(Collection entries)
------

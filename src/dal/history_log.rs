use std::{fs, io, path::PathBuf};

use crate::domain::history::HistoryEntry;

/// Finished jobs, newest first, kept in a small JSON file.
pub struct HistoryLog {
    path: PathBuf,
}

impl HistoryLog {
    pub fn new(path: PathBuf) -> Self {
        HistoryLog { path }
    }

    /// A missing or unreadable file reads as an empty history.
    pub fn list(&self) -> Vec<HistoryEntry> {
        match fs::read_to_string(&self.path) {
            Ok(content) => serde_json::from_str(&content).unwrap_or_else(|e| {
                log::warn!(
                    "Ignoring corrupt history file {}: {:?}",
                    self.path.display(),
                    e
                );
                vec![]
            }),
            Err(e) if e.kind() == io::ErrorKind::NotFound => vec![],
            Err(e) => {
                log::error!("Failed to read history file {}: {:?}", self.path.display(), e);
                vec![]
            }
        }
    }

    pub fn record(&self, entry: HistoryEntry) -> anyhow::Result<()> {
        let mut history = self.list();
        history.insert(0, entry);

        if let Some(parent) = self.path.parent().filter(|p| !p.as_os_str().is_empty()) {
            fs::create_dir_all(parent)?;
        }
        fs::write(&self.path, serde_json::to_string_pretty(&history)?)?;
        Ok(())
    }
}
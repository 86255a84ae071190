pub mod filter;
pub mod history;
pub mod job;
pub mod ledger;
pub mod location;
pub mod pagination;
pub mod place;
pub mod query;
pub mod sub_region;
pub mod crawl_route;
pub mod default_route;
pub mod export_route;
pub mod place_route;
use std::collections::HashSet;

use async_trait::async_trait;
use serde::{Deserialize, Serialize};
use sqlx::{postgres::PgQueryResult, PgPool};

use crate::domain::place::NormalizedRecord;

/// Durable record store. The crawler only ever seeds its ledger from it and
/// appends to it.
#[async_trait]
pub trait PlaceStore: Send + Sync {
    async fn known_ids(&self, region: &str) -> anyhow::Result<HashSet<String>>;

    async fn upsert(&self, record: &NormalizedRecord) -> anyhow::Result<()>;

    async fn browse(&self, query: &PlaceQuery) -> anyhow::Result<Vec<PlaceRow>>;
}

/// Used when no database is configured: nothing is remembered across runs.
pub struct NoopPlaceStore;

#[async_trait]
impl PlaceStore for NoopPlaceStore {
    async fn known_ids(&self, _region: &str) -> anyhow::Result<HashSet<String>> {
        Ok(HashSet::new())
    }

    async fn upsert(&self, _record: &NormalizedRecord) -> anyhow::Result<()> {
        Ok(())
    }

    async fn browse(&self, _query: &PlaceQuery) -> anyhow::Result<Vec<PlaceRow>> {
        Ok(vec![])
    }
}

pub struct PgPlaceStore {
    pool: PgPool,
}

impl PgPlaceStore {
    pub fn new(pool: PgPool) -> Self {
        PgPlaceStore { pool }
    }
}

#[async_trait]
impl PlaceStore for PgPlaceStore {
    async fn known_ids(&self, region: &str) -> anyhow::Result<HashSet<String>> {
        let ids = get_place_ids_for_region(&self.pool, region).await?;
        Ok(HashSet::from_iter(ids))
    }

    async fn upsert(&self, record: &NormalizedRecord) -> anyhow::Result<()> {
        upsert_place(&self.pool, record).await?;
        Ok(())
    }

    async fn browse(&self, query: &PlaceQuery) -> anyhow::Result<Vec<PlaceRow>> {
        Ok(list_places(&self.pool, query).await?)
    }
}

pub async fn get_place_ids_for_region(
    pool: &PgPool,
    region: &str,
) -> Result<Vec<String>, sqlx::Error> {
    sqlx::query_scalar::<_, String>(
        r"
        select
            place_id
        from
            place
        where
            region = $1
        ",
    )
    .bind(region)
    .fetch_all(pool)
    .await
}

pub async fn upsert_place(
    pool: &PgPool,
    record: &NormalizedRecord,
) -> Result<PgQueryResult, sqlx::Error> {
    sqlx::query(
        r"
        insert into place
            (region, place_id, search_term, location_label, sub_region, name, address,
             phone, website, rating, review_count, category, opening_hours, price_level,
             description, latitude, longitude)
        values
            ($1, $2, $3, $4, $5, $6, $7, $8, $9, $10, $11, $12, $13, $14, $15, $16, $17)
        on conflict(region, place_id) do update set
            search_term = excluded.search_term,
            location_label = excluded.location_label,
            sub_region = excluded.sub_region,
            name = excluded.name,
            address = excluded.address,
            phone = excluded.phone,
            website = excluded.website,
            rating = excluded.rating,
            review_count = excluded.review_count,
            category = excluded.category,
            opening_hours = excluded.opening_hours,
            price_level = excluded.price_level,
            description = excluded.description,
            latitude = excluded.latitude,
            longitude = excluded.longitude,
            updated_at = now()
        ",
    )
    .bind(&record.region)
    .bind(&record.place_id)
    .bind(&record.search_term)
    .bind(&record.location_label)
    .bind(&record.sub_region)
    .bind(&record.name)
    .bind(&record.address)
    .bind(&record.phone)
    .bind(&record.website)
    .bind(record.rating)
    .bind(record.review_count.map(|c| i64::try_from(c).unwrap_or(i64::MAX)))
    .bind(&record.category)
    .bind(&record.opening_hours)
    .bind(&record.price_level)
    .bind(&record.description)
    .bind(record.latitude)
    .bind(record.longitude)
    .execute(pool)
    .await
}

#[derive(Debug, Clone, Deserialize)]
pub struct PlaceQuery {
    pub region: String,
    #[serde(default)]
    pub require_phone: bool,
    #[serde(default)]
    pub require_website: bool,
    #[serde(default = "default_page")]
    pub page: u32,
    #[serde(default = "default_per_page")]
    pub per_page: u32,
}

const MAX_PER_PAGE: u32 = 200;

fn default_page() -> u32 {
    1
}

fn default_per_page() -> u32 {
    50
}

impl PlaceQuery {
    fn limit(&self) -> i64 {
        i64::from(self.per_page.clamp(1, MAX_PER_PAGE))
    }

    fn offset(&self) -> i64 {
        i64::from(self.page.max(1) - 1) * self.limit()
    }
}

#[derive(Debug, Clone, Serialize, sqlx::FromRow)]
pub struct PlaceRow {
    pub place_id: String,
    pub search_term: String,
    pub location_label: String,
    pub sub_region: Option<String>,
    pub name: String,
    pub address: Option<String>,
    pub phone: Option<String>,
    pub website: Option<String>,
    pub rating: Option<f64>,
    pub review_count: Option<i64>,
    pub category: Option<String>,
}

pub async fn list_places(pool: &PgPool, query: &PlaceQuery) -> Result<Vec<PlaceRow>, sqlx::Error> {
    sqlx::query_as::<_, PlaceRow>(
        r"
        select
            place_id,
            search_term,
            location_label,
            sub_region,
            name,
            address,
            phone,
            website,
            rating,
            review_count,
            category
        from
            place
        where
            region = $1 and
            (not $2 or phone is not null) and
            (not $3 or website is not null)
        order by created_at desc
        limit $4
        offset $5
        ",
    )
    .bind(query.region.trim().to_lowercase())
    .bind(query.require_phone)
    .bind(query.require_website)
    .bind(query.limit())
    .bind(query.offset())
    .fetch_all(pool)
    .await
}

------

:: Your instructions ::
From the entries above, copy each line that holds "HashSet".

:: Reply to the exercise ::
use std::collections::HashSet;
    async fn known_ids(&self, region: &str) -> anyhow::Result<HashSet<String>>;
    async fn known_ids(&self, _region: &str) -> anyhow::Result<HashSet<String>> {
        Ok(HashSet::new())
    async fn known_ids(&self, region: &str) -> anyhow::Result<HashSet<String>> {
        Ok(HashSet::from_iter(ids))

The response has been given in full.